Content and Items
Every task that reaches a child comes from a bank of pre-authored, pre-validated items. The platform never writes or assembles a question on the fly. This page describes how items get into the bank, what checks they go through before they can be used, and what happens when a batch of new items is submitted.
Why items are authored offline
The choice to author items offline and import them, rather than generating them during a session, comes from the nature of Arabic reading measurement. A question that has a grammatical agreement error, uses vocabulary above the intended level, or contains a language pattern the child has not yet been taught can produce a misleading result. A question that looks fine in translation but contains a subtle Arabic-script issue can confuse a child at a moment when the goal is to observe their reading, not their ability to interpret a broken prompt.

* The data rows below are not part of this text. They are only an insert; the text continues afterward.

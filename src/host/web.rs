//! Browser backend over `web-sys`.
//!
//! [`WebHost`] maps the [`Host`] primitives onto the live document:
//! `MutationObserver`, `IntersectionObserver`, `setTimeout`, `fetch` with an
//! `AbortController`, and dynamic `import()`. The exported [`start`]
//! function is the page entry point.
//!
//! Observer handles own their JS closures and disconnect on drop.

use super::{
    AddedNode, Capabilities, Dom, Host, HostError, IntersectionCallback, IntersectionEntry,
    IntersectionWatch, MutationCallback, MutationRecord, MutationWatch, ObserverConfig,
    ResourceEvent, Task,
};
use crate::config::Options;
use crate::controller::{Controller, bootstrap};
use crate::core::{CancelToken, LazyKind, Rect, Viewport};
use crate::{debug, log};
use anyhow::{Context, Result, anyhow};
use js_sys::{Array, Function, Promise, Reflect};
use std::cell::RefCell;
use std::rc::Rc;
use std::time::Duration;
use wasm_bindgen::JsCast;
use wasm_bindgen::prelude::*;
use wasm_bindgen_futures::{JsFuture, spawn_local};
use web_sys::{
    AbortController, AddEventListenerOptions, Document, DomRectReadOnly, Element, Event,
    HtmlElement, HtmlImageElement, IntersectionObserver, IntersectionObserverEntry,
    IntersectionObserverInit, MutationObserver, MutationObserverInit, Node, RequestInit,
    RequestMode, Response, Window,
};

type Listener = Closure<dyn FnMut(Event)>;

// ============================================================================
// WebHost
// ============================================================================

/// The current browser page.
pub struct WebHost {
    window: Window,
    document: Document,
    /// `s => import(s)`; dynamic import is syntax, not a callable global.
    import: Function,
}

impl WebHost {
    pub fn new() -> Result<Self> {
        let window = web_sys::window().ok_or_else(|| anyhow!("no global `window`"))?;
        let document = window
            .document()
            .ok_or_else(|| anyhow!("window has no document"))?;
        Ok(Self {
            window,
            document,
            import: Function::new_with_args("s", "return import(s)"),
        })
    }

    fn has_global(&self, name: &str) -> bool {
        Reflect::has(&self.window, &JsValue::from_str(name)).unwrap_or(false)
    }

    fn is_loaded(&self) -> bool {
        Reflect::get(&self.document, &JsValue::from_str("readyState"))
            .ok()
            .and_then(|state| state.as_string())
            .is_some_and(|state| state == "complete")
    }

    fn schedule(&self, delay: Duration, task: Task) {
        let callback = Closure::once_into_js(move || task());
        let millis = i32::try_from(delay.as_millis()).unwrap_or(i32::MAX);
        if let Err(err) = self
            .window
            .set_timeout_with_callback_and_timeout_and_arguments_0(callback.unchecked_ref(), millis)
        {
            log!("error"; "setTimeout failed: {:?}", err);
        }
    }
}

/// The load and error listeners of one element. The first event to fire
/// removes both.
struct ResourceListeners {
    target: Element,
    listeners: Vec<(&'static str, Listener)>,
}

impl ResourceListeners {
    fn detach(self, window: &Window) {
        for (event, listener) in &self.listeners {
            self.target
                .remove_event_listener_with_callback(event, listener.as_ref().unchecked_ref())
                .ok();
        }
        // A closure cannot be freed while it runs; release it on the next task
        let release = Closure::once_into_js(move || drop(self));
        if let Err(err) = window.set_timeout_with_callback_and_timeout_and_arguments_0(release.unchecked_ref(), 0) {
            debug!("web"; "listener release: {:?}", err);
        }
    }
}

fn rect_of(rect: &DomRectReadOnly) -> Rect {
    Rect::from_xywh(rect.x(), rect.y(), rect.width(), rect.height())
}

fn reason(value: &JsValue) -> String {
    value
        .dyn_ref::<js_sys::Error>()
        .map(|err| String::from(err.message()))
        .or_else(|| value.as_string())
        .unwrap_or_else(|| format!("{value:?}"))
}

// ============================================================================
// Dom
// ============================================================================

impl Dom for WebHost {
    type Element = Element;

    fn body(&self) -> Option<Element> {
        self.document.body().map(Element::from)
    }

    fn head(&self) -> Option<Element> {
        self.document.query_selector("head").ok().flatten()
    }

    fn tag_name(&self, el: &Element) -> String {
        el.tag_name().to_ascii_lowercase()
    }

    fn attribute(&self, el: &Element, name: &str) -> Option<String> {
        el.get_attribute(name)
    }

    fn set_attribute(&self, el: &Element, name: &str, value: &str) {
        if let Err(err) = el.set_attribute(name, value) {
            debug!("web"; "set {} failed: {:?}", name, err);
        }
    }

    fn remove_attribute(&self, el: &Element, name: &str) {
        if let Err(err) = el.remove_attribute(name) {
            debug!("web"; "remove {} failed: {:?}", name, err);
        }
    }

    fn attribute_names(&self, el: &Element) -> Vec<String> {
        el.get_attribute_names()
            .iter()
            .filter_map(|name| name.as_string())
            .collect()
    }

    fn has_attribute(&self, el: &Element, name: &str) -> bool {
        el.has_attribute(name)
    }

    fn has_class(&self, el: &Element, class: &str) -> bool {
        el.class_list().contains(class)
    }

    fn add_class(&self, el: &Element, class: &str) {
        if let Err(err) = el.class_list().add_1(class) {
            debug!("web"; "add class {} failed: {:?}", class, err);
        }
    }

    fn remove_class(&self, el: &Element, class: &str) {
        if let Err(err) = el.class_list().remove_1(class) {
            debug!("web"; "remove class {} failed: {:?}", class, err);
        }
    }

    fn style_property(&self, el: &Element, property: &str) -> String {
        el.dyn_ref::<HtmlElement>()
            .and_then(|html| html.style().get_property_value(property).ok())
            .unwrap_or_default()
    }

    fn set_style_property(&self, el: &Element, property: &str, value: &str) {
        let Some(html) = el.dyn_ref::<HtmlElement>() else {
            return;
        };
        let style = html.style();
        let result = if value.is_empty() {
            style.remove_property(property).map(|_| ())
        } else {
            style.set_property(property, value)
        };
        if let Err(err) = result {
            debug!("web"; "style {} failed: {:?}", property, err);
        }
    }

    fn inner_html(&self, el: &Element) -> String {
        el.inner_html()
    }

    fn set_inner_html(&self, el: &Element, html: &str) {
        el.set_inner_html(html);
    }

    fn create_element(&self, tag: &str) -> Option<Element> {
        self.document
            .create_element(tag)
            .inspect_err(|err| debug!("web"; "create <{}> failed: {:?}", tag, err))
            .ok()
    }

    fn insert_before(&self, node: &Element, reference: &Element) -> bool {
        let Some(parent) = reference.parent_node() else {
            return false;
        };
        parent.insert_before(node, Some(reference)).is_ok()
    }

    fn insert_after(&self, node: &Element, reference: &Element) -> bool {
        let Some(parent) = reference.parent_node() else {
            return false;
        };
        let next = reference.next_sibling();
        parent.insert_before(node, next.as_ref()).is_ok()
    }

    fn append_child(&self, parent: &Element, child: &Element) {
        if let Err(err) = parent.append_child(child) {
            debug!("web"; "append failed: {:?}", err);
        }
    }

    fn remove(&self, el: &Element) {
        el.remove();
    }

    fn is_connected(&self, el: &Element) -> bool {
        el.is_connected()
    }

    fn query_selector_all(&self, selector: &str) -> Vec<Element> {
        let list = match self.document.query_selector_all(selector) {
            Ok(list) => list,
            Err(err) => {
                debug!("web"; "invalid selector `{}`: {:?}", selector, err);
                return Vec::new();
            }
        };
        (0..list.length())
            .filter_map(|i| list.item(i))
            .filter_map(|node| node.dyn_into::<Element>().ok())
            .collect()
    }

    fn bounding_rect(&self, el: &Element) -> Rect {
        rect_of(&el.get_bounding_client_rect())
    }

    fn viewport(&self) -> Viewport {
        let size = |value: Result<JsValue, JsValue>| value.ok().and_then(|v| v.as_f64()).unwrap_or(0.0);
        let inner = (size(self.window.inner_width()), size(self.window.inner_height()));
        let client = self
            .document
            .document_element()
            .map(|root| (f64::from(root.client_width()), f64::from(root.client_height())))
            .unwrap_or_default();
        Viewport::resolve(inner, client)
    }
}

// ============================================================================
// Observer handles
// ============================================================================

/// A connected `MutationObserver`.
pub struct WebMutations {
    observer: MutationObserver,
    _callback: Closure<dyn FnMut(Array, MutationObserver)>,
}

impl MutationWatch for WebMutations {
    fn disconnect(&self) {
        self.observer.disconnect();
    }
}

impl Drop for WebMutations {
    fn drop(&mut self) {
        self.observer.disconnect();
    }
}

/// A connected `IntersectionObserver`.
pub struct WebIntersection {
    observer: IntersectionObserver,
    _callback: Closure<dyn FnMut(Array, IntersectionObserver)>,
}

impl IntersectionWatch<Element> for WebIntersection {
    fn observe(&self, el: &Element) {
        self.observer.observe(el);
    }

    fn unobserve(&self, el: &Element) {
        self.observer.unobserve(el);
    }

    fn disconnect(&self) {
        self.observer.disconnect();
    }
}

impl Drop for WebIntersection {
    fn drop(&mut self) {
        self.observer.disconnect();
    }
}

fn mutation_records(records: &Array) -> Vec<MutationRecord<Element>> {
    records
        .iter()
        .filter_map(|record| record.dyn_into::<web_sys::MutationRecord>().ok())
        .map(|record| {
            let nodes = record.added_nodes();
            let added = (0..nodes.length())
                .filter_map(|i| nodes.item(i))
                .map(|node: Node| match node.dyn_into::<Element>() {
                    Ok(el) => AddedNode::Element(el),
                    Err(_) => AddedNode::Other,
                })
                .collect();
            MutationRecord { added }
        })
        .collect()
}
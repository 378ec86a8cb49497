//! Inline `style` attribute declarations.

/// Split a declaration block into `(property, value)` pairs.
///
/// Semicolons inside parentheses or quotes do not end a declaration, so
/// `url("data:image/gif;base64,...")` stays intact.
pub(crate) fn parse(decls: &str) -> Vec<(String, String)> {
    let mut out = Vec::new();
    let mut depth = 0usize;
    let mut quote: Option<char> = None;
    let mut start = 0;

    for (i, c) in decls.char_indices() {
        match (quote, c) {
            (Some(q), c) if c == q => quote = None,
            (Some(_), _) => {}
            (None, '"' | '\'') => quote = Some(c),
            (None, '(') => depth += 1,
            (None, ')') => depth = depth.saturating_sub(1),
            (None, ';') if depth == 0 => {
                push_declaration(&decls[start..i], &mut out);
                start = i + 1;
            }
            _ => {}
        }
    }
    push_declaration(&decls[start..], &mut out);
    out
}

fn push_declaration(decl: &str, out: &mut Vec<(String, String)>) {
    let Some((property, value)) = decl.split_once(':') else {
        return;
    };
    let property = property.trim().to_ascii_lowercase();
    let value = value.trim();
    if property.is_empty() || value.is_empty() {
        return;
    }
    match out.iter_mut().find(|(p, _)| *p == property) {
        Some((_, existing)) => *existing = value.to_string(),
        None => out.push((property, value.to_string())),
    }
}

pub(crate) fn serialize(decls: &[(String, String)]) -> String {
    decls
        .iter()
        .map(|(property, value)| format!("{property}: {value};"))
        .collect::<Vec<_>>()
        .join(" ")
}

/// Value of `property`, empty when unset.
pub(crate) fn get(decls: &str, property: &str) -> String {
    parse(decls)
        .into_iter()
        .find(|(p, _)| p == property)
        .map(|(_, value)| value)
        .unwrap_or_default()
}

/// Declaration block with `property` set; an empty value removes it.
pub(crate) fn set(decls: &str, property: &str, value: &str) -> String {
    let mut parsed = parse(decls);
    let value = value.trim();
    match parsed.iter().position(|(p, _)| p == property) {
        Some(index) if value.is_empty() => {
            parsed.remove(index);
        }
        Some(index) => parsed[index].1 = value.to_string(),
        None if value.is_empty() => {}
        None => parsed.push((property.to_string(), value.to_string())),
    }
    serialize(&parsed)
}

/// Pixel length such as `120px` or `120`.
pub(crate) fn parse_px(value: &str) -> Option<f64> {
    let value = value.trim();
    let number = value.strip_suffix("px").unwrap_or(value).trim();
    number.parse::<f64>().ok().filter(|n| n.is_finite() && *n >= 0.0)
}

#[cfg(test)]
mod tests {
    use super::*;

    #[test]
    fn test_parse_keeps_url_intact() {
        let decls = parse("color: red; background-image: url(\"data:image/gif;base64,AA\") ;");
        assert_eq!(decls.len(), 2);
        assert_eq!(decls[1].0, "background-image");
        assert_eq!(decls[1].1, "url(\"data:image/gif;base64,AA\")");
    }

    #[test]
    fn test_get_and_set() {
        let decls = "background-image:url(y.jpg)";
        assert_eq!(get(decls, "background-image"), "url(y.jpg)");
        assert_eq!(get(decls, "color"), "");

        let decls = set(decls, "background-image", "none");
        assert_eq!(decls, "background-image: none;");
        let decls = set(&decls, "height", "300px");
        assert_eq!(decls, "background-image: none; height: 300px;");
        assert_eq!(set(&decls, "background-image", ""), "height: 300px;");
    }

    #[test]
    fn test_parse_px() {
        assert_eq!(parse_px("120px"), Some(120.0));
        assert_eq!(parse_px(" 80 "), Some(80.0));
        assert_eq!(parse_px("50%"), None);
        assert_eq!(parse_px("auto"), None);
    }
}
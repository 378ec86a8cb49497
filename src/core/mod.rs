//! Core types - pure abstractions shared across the pipeline.

mod cancel;
mod geometry;
mod kind;
mod markers;
mod sidecar;

pub use cancel::{CancelToken, HookId};
pub use geometry::{Rect, Viewport, in_viewport, intersection_ratio, intersection_state};
pub use kind::LazyKind;
pub use markers::{Markers, NO_LAZY_CLASS};
pub use sidecar::Sidecar;
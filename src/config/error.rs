//! Configuration error types.

use super::FieldPath;
use owo_colors::OwoColorize;
use std::fmt;
use std::path::PathBuf;
use thiserror::Error;

// ============================================================================
// ConfigError
// ============================================================================

/// Option loading and validation errors
#[derive(Debug, Error)]
pub enum ConfigError {
    #[error("IO error when reading `{0}`")]
    Io(PathBuf, #[source] std::io::Error),

    #[error("options parsing error")]
    Json(#[from] serde_json::Error),

    #[error("options file parsing error")]
    Toml(#[from] toml::de::Error),

    // NOTE: No #[from] here - we don't want source() which causes duplicate output
    #[error("{0}")]
    Diagnostics(ConfigDiagnostics),
}

// ============================================================================
// ConfigDiagnostic
// ============================================================================

/// A single option diagnostic
#[derive(Debug, Clone)]
pub struct ConfigDiagnostic {
    /// Option field path (e.g., "observer.threshold")
    pub field: FieldPath,
    /// Error description
    pub message: String,
    /// Fix hint (optional)
    pub hint: Option<String>,
}

impl ConfigDiagnostic {
    pub fn new(field: FieldPath, message: impl Into<String>) -> Self {
        Self {
            field,
            message: message.into(),
            hint: None,
        }
    }

    pub fn with_hint(mut self, hint: impl Into<String>) -> Self {
        self.hint = Some(hint.into());
        self
    }
}

impl fmt::Display for ConfigDiagnostic {
    fn fmt(&self, f: &mut fmt::Formatter<'_>) -> fmt::Result {
        writeln!(
            f,
            "{}{}{}",
            "[".dimmed(),
            self.field.as_str().cyan(),
            "]".dimmed()
        )?;
        write!(f, "{} {}", "→".red(), self.message)?;
        if let Some(hint) = &self.hint {
            write!(f, "\n  {} {}", "hint:".yellow(), hint)?;
        }
        Ok(())
    }
}

// ============================================================================
// ConfigDiagnostics
// ============================================================================

#[derive(Debug, Default)]
pub struct ConfigDiagnostics {
    errors: Vec<ConfigDiagnostic>,
}

impl ConfigDiagnostics {
    pub fn new() -> Self {
        Self::default()
    }

    pub fn error(&mut self, field: FieldPath, message: impl Into<String>) {
        self.errors.push(ConfigDiagnostic::new(field, message));
    }

    /// Add an error with a hint.
    pub fn error_with_hint(
        &mut self,
        field: FieldPath,
        message: impl Into<String>,
        hint: impl Into<String>,
    ) {
        self.errors
            .push(ConfigDiagnostic::new(field, message).with_hint(hint));
    }

    pub fn has_errors(&self) -> bool {
        !self.errors.is_empty()
    }

    pub fn len(&self) -> usize {
        self.errors.len()
    }

    pub fn is_empty(&self) -> bool {
        self.errors.is_empty()
    }

    pub fn errors(&self) -> &[ConfigDiagnostic] {
        &self.errors
    }

    /// Convert to Result (returns Err if there are errors).
    pub fn into_result(self) -> Result<(), ConfigError> {
        if self.errors.is_empty() {
            Ok(())
        } else {
            Err(ConfigError::Diagnostics(self))
        }
    }
}

impl fmt::Display for ConfigDiagnostics {
    fn fmt(&self, f: &mut fmt::Formatter<'_>) -> fmt::Result {
        writeln!(f, "{}\n", "options validation failed:".red().bold())?;
        for (i, err) in self.errors.iter().enumerate() {
            write!(f, "{err}")?;
            if i + 1 < self.errors.len() {
                writeln!(f, "\n")?;
            }
        }
        if self.errors.len() > 1 {
            write!(
                f,
                "\n\n{} {} {}",
                "found".dimmed(),
                self.errors.len().to_string().red().bold(),
                "errors".dimmed()
            )?;
        }
        Ok(())
    }
}

impl std::error::Error for ConfigDiagnostics {}

#[cfg(test)]
mod tests {
    use super::*;
    use std::io::{Error, ErrorKind};

    #[test]
    fn test_config_error_display() {
        let io_err = ConfigError::Io(
            PathBuf::from("autolazy.toml"),
            Error::new(ErrorKind::NotFound, "file not found"),
        );
        let display = format!("{io_err}");
        assert!(display.contains("IO error"));
        assert!(display.contains("autolazy.toml"));
    }

    #[test]
    fn test_diagnostics_into_result() {
        let diag = ConfigDiagnostics::new();
        assert!(diag.into_result().is_ok());

        let mut diag = ConfigDiagnostics::new();
        diag.error_with_hint(FieldPath::new("attribute"), "must not be empty", "try `lazy`");
        assert_eq!(diag.len(), 1);

        let Err(ConfigError::Diagnostics(diag)) = diag.into_result() else {
            panic!("expected diagnostics error");
        };
        let display = format!("{diag}");
        assert!(display.contains("attribute"));
        assert!(display.contains("must not be empty"));
        assert!(display.contains("try `lazy`"));
    }
}
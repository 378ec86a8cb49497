//! Autolazy - lazy loading for images, media, backgrounds, fragments and scripts.
//!
//! Elements are discovered as they enter the document, classified once by
//! their position, and revealed when they approach the viewport. Scripts
//! marked lazy run only after the page has loaded.
//!
//! # Module Structure
//!
//! ```text
//! src/
//! ├── logger.rs      # log! / debug! macros
//! ├── config/        # Options, validation diagnostics
//! ├── core/          # geometry, element kinds, markers, sidecar, cancel token
//! ├── host/          # Dom / Host traits, in-memory page, web backend
//! ├── pipeline/      # dispatch → locator → watcher → unveil, script loader
//! ├── controller.rs  # bootstrap() and Controller
//! └── utils/         # html helpers
//! ```

#[macro_use]
pub mod logger;

pub mod config;
pub mod controller;
pub mod core;
pub mod host;
mod pipeline;
pub mod utils;

pub use config::Options;
pub use controller::{Controller, bootstrap};
// SPDX-FileCopyrightText: 2026 VoxRelay Contributors
// SPDX-License-Identifier: MIT OR Apache-2.0

//! Operator notification sink for unexpected pipeline failures.

use std::path::PathBuf;
use std::sync::Arc;

use async_trait::async_trait;
use chrono::Utc;
use tracing::{error, warn};

/// Receives alerts about failures the pipeline could not recover from.
///
/// Delivery is best effort: a broken sink must never take the pipeline down,
/// so implementations log their own failures instead of returning them.
#[async_trait]
pub trait Notifier: Send + Sync + 'static {
    async fn alert(&self, subject: &str, body: &str);
}

/// Writes alerts to the process log at error level.
pub struct ConsoleNotifier;

#[async_trait]
impl Notifier for ConsoleNotifier {
    async fn alert(&self, subject: &str, body: &str) {
        error!(subject, body, "operator alert");
    }
}

/// Appends alerts to a plain text file, one timestamped line per alert.
pub struct FileNotifier {
    path: PathBuf,
}

impl FileNotifier {
    pub fn new(path: PathBuf) -> Self {
        Self { path }
    }
}

#[async_trait]
impl Notifier for FileNotifier {
    async fn alert(&self, subject: &str, body: &str) {
        let line = format!("[{}] {subject}: {body}\n", Utc::now().to_rfc3339());
        let result = async {
            if let Some(parent) = self.path.parent() {
                tokio::fs::create_dir_all(parent).await?;
            }
            let mut options = tokio::fs::OpenOptions::new();
            options.create(true).append(true);
            let mut file = options.open(&self.path).await?;
            tokio::io::AsyncWriteExt::write_all(&mut file, line.as_bytes()).await
        }
        .await;
        if let Err(e) = result {
            warn!(path = %self.path.display(), error = %e, "failed to write alert to file");
        }
    }
}

/// Builds the configured notifier. `file_path` is consulted only for the
/// `"file"` sink; any unrecognized sink name falls back to console.
pub fn build_notifier(sink: &str, file_path: Option<PathBuf>) -> Arc<dyn Notifier> {
    match (sink, file_path) {
        ("file", Some(path)) => Arc::new(FileNotifier::new(path)),
        ("file", None) => {
            warn!("file notification sink selected without a path, falling back to console");
            Arc::new(ConsoleNotifier)
        }
        _ => Arc::new(ConsoleNotifier),
    }
}
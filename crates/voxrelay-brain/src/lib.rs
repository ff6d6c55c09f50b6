// SPDX-FileCopyrightText: 2026 VoxRelay Contributors
// SPDX-License-Identifier: MIT OR Apache-2.0

//! Reply generation for the VoxRelay sales assistant.
//!
//! [`Brain`] implements [`voxrelay_core::ReplyEngine`]: it screens the
//! utterance through the scope policy and the scheduling detector, then
//! prompts an OpenAI-compatible model with the conversation history,
//! falling back to a second model when the primary fails.

pub mod client;
pub mod scheduling;
pub mod scope;

use std::sync::Arc;

use async_trait::async_trait;
use tracing::{debug, info, warn};
use voxrelay_core::{ConversationTurn, RelayError, ReplyEngine, ScopeDecision, ScopePolicy};
use voxrelay_resilience::{is_transient, retry, RetryPolicy};

pub use client::{ChatClient, ChatMessage};
pub use scheduling::SchedulingDetector;
pub use scope::KeywordScopePolicy;

/// Shorter inputs than this are noise (a stray "ok", a transcription of a
/// cough) and get a clarifying question instead of a model call.
const MIN_INPUT_CHARS: usize = 3;

const CLARIFY_REPLY: &str =
    "Sorry, I didn't quite catch that. Could you say it again with a bit more detail?";

/// Fixed persona. Replies become voice notes, so the prompt pushes hard for
/// brevity and plain speech.
const SYSTEM_PROMPT: &str = "\
You are Riley, a friendly sales development representative for a software \
services company. You help prospects over WhatsApp voice notes.

Rules:
- Keep replies to 1-3 short sentences of natural spoken English. They will \
be read aloud, so no emojis, no bullet points, no markdown, no URLs unless \
the user asked for one.
- Only discuss the company's services, pricing, onboarding, and scheduling a \
demo. Politely steer anything else back to those topics.
- Be warm and concrete. When you don't know a detail, offer to have a \
specialist follow up instead of inventing one.
- End with a short question that moves the conversation forward.";

/// Reply generator with scope screening and a primary/fallback model chain.
pub struct Brain {
    client: ChatClient,
    primary_model: String,
    fallback_model: String,
    scope: Arc<dyn ScopePolicy>,
    scheduling: Option<SchedulingDetector>,
    retry_policy: RetryPolicy,
}

impl Brain {
    pub fn new(
        client: ChatClient,
        primary_model: String,
        fallback_model: String,
        scope: Arc<dyn ScopePolicy>,
        scheduling: Option<SchedulingDetector>,
        retry_policy: RetryPolicy,
    ) -> Self {
        Self {
            client,
            primary_model,
            fallback_model,
            scope,
            scheduling,
            retry_policy,
        }
    }

    fn build_messages(user_text: &str, history: &[ConversationTurn]) -> Vec<ChatMessage> {
        let mut messages = Vec::with_capacity(history.len() + 2);
        messages.push(ChatMessage::system(SYSTEM_PROMPT));
        for turn in history {
            if turn.from_bot {
                messages.push(ChatMessage::assistant(turn.text.clone()));
            } else {
                messages.push(ChatMessage::user(turn.text.clone()));
            }
        }
        messages.push(ChatMessage::user(user_text));
        messages
    }
}

/// Strips wrapping quotes and markdown asterisks the models like to add.
/// The reply is spoken by the synthesizer, where either reads as noise.
fn clean_reply(raw: &str) -> String {
    let trimmed = raw.trim();
    let unquoted = trimmed
        .strip_prefix('"')
        .and_then(|s| s.strip_suffix('"'))
        .unwrap_or(trimmed);
    unquoted.replace('*', "").trim().to_string()
}

#[async_trait]
impl ReplyEngine for Brain {
    async fn generate(
        &self,
        user_text: &str,
        history: &[ConversationTurn],
    ) -> Result<String, RelayError> {
        let text = user_text.trim();
        if text.chars().count() < MIN_INPUT_CHARS {
            debug!("input too short, asking for clarification");
            return Ok(CLARIFY_REPLY.to_string());
        }

        if let ScopeDecision::Deflect(reply) = self.scope.evaluate(text) {
            info!("off-topic message deflected");
            return Ok(reply);
        }

        if let Some(detector) = &self.scheduling
            && let Some(reply) = detector.detect(text)
        {
            return Ok(reply);
        }

        let messages = Self::build_messages(text, history);

        let primary = retry(
            self.retry_policy,
            "chat_completion",
            || self.client.complete(&self.primary_model, &messages),
            is_transient,
        )
        .await;

        let raw = match primary {
            Ok(reply) => reply,
            Err(e) => {
                warn!(
                    model = %self.primary_model,
                    fallback = %self.fallback_model,
                    error = %e,
                    "primary model failed, trying fallback"
                );
                self.client.complete(&self.fallback_model, &messages).await?
            }
        };

        Ok(clean_reply(&raw))
    }
}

The offline authoring process means every item that enters the bank has been read by a human who knows Arabic literacy, checked by automated tools built for Arabic text, and cleared before it touches a child. The bank holds only items that passed this process.
The import pipeline
When a batch of authored items is submitted to the platform, it runs through a five-stage validation pipeline. Items that fail any stage are rejected with a specific reason; they do not enter the bank in a degraded or provisional form.
Stage 1: Schema and completeness. Each item must specify the sub-skill it targets, the task mode it belongs to, the scaffold level it is written for, and the grade it is appropriate for. Comprehension items additionally require a passage identifier and metadata about where in the passage the answer can be found and what type of reasoning it requires. Items missing required fields are rejected at this stage.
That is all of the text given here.